▶ **Task statement**
Reproduce the lines below exactly, starting at the one containing "pub fn add_to_builder(builder: ConfigBuilder<DefaultState>)" and stopping at the final line.

▶ **Extracted data**
//! Environment source: CONTENTROUTE__SECTION__KEY overrides

use config::builder::DefaultState;
use config::ConfigBuilder;
use config::Environment;

/// Prefix of configuration overrides
pub const ENV_PREFIX: &str = "CONTENTROUTE";

/// Add environment overrides to builder. `CONTENTROUTE__SITE__URL_SUFFIX=.html` sets
/// `site.url_suffix`; single-underscore variables such as `CONTENTROUTE_LOG` are not matched.
pub fn add_to_builder(builder: ConfigBuilder<DefaultState>) -> ConfigBuilder<DefaultState> {
    builder.add_source(
        Environment::with_prefix(ENV_PREFIX)
            .prefix_separator("__")
            .separator("__")
            .try_parsing(true),
    )
}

▶ **Response to this task**
pub fn add_to_builder(builder: ConfigBuilder<DefaultState>) -> ConfigBuilder<DefaultState> {
    builder.add_source(
        Environment::with_prefix(ENV_PREFIX)
            .prefix_separator("__")
            .separator("__")
            .try_parsing(true),
    )
}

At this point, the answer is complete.